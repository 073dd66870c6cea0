//! Adapters layer
//!
//! Implementations of port traits for external systems.

pub mod memory;
pub mod postgres;

pub use memory::InMemoryRatingStore;
pub use postgres::{ensure_schema, PostgresRatingStore};
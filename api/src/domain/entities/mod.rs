//! Domain entities
//!
//! Pure domain models for ratings and their running aggregates.
//! These are separate from the SeaORM entities in the `entity` module.

pub mod aggregate;
pub mod rating;

pub use aggregate::{AggregateDelta, EntityAggregate, DEFAULT_ENTITY_INFO};
pub use rating::{EntityId, RaterId, RatingBounds, RatingRecord, UpsertOutcome};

- - - - - - -

*Your goal:*
What is needed is the full listing, reproduced exactly.

*Task output:*
repository 073dd66870c6cea0
//! Adapters layer
//!
//! Implementations of port traits for external systems.

pub mod memory;
pub mod postgres;

pub use memory::InMemoryRatingStore;
pub use postgres::{ensure_schema, PostgresRatingStore};
filename api/src/domain/entities/mod.rs
//! Domain entities
//!
//! Pure domain models for ratings and their running aggregates.
//! These are separate from the SeaORM entities in the `entity` module.

pub mod aggregate;
pub mod rating;

pub use aggregate::{AggregateDelta, EntityAggregate, DEFAULT_ENTITY_INFO};
pub use rating::{EntityId, RaterId, RatingBounds, RatingRecord, UpsertOutcome};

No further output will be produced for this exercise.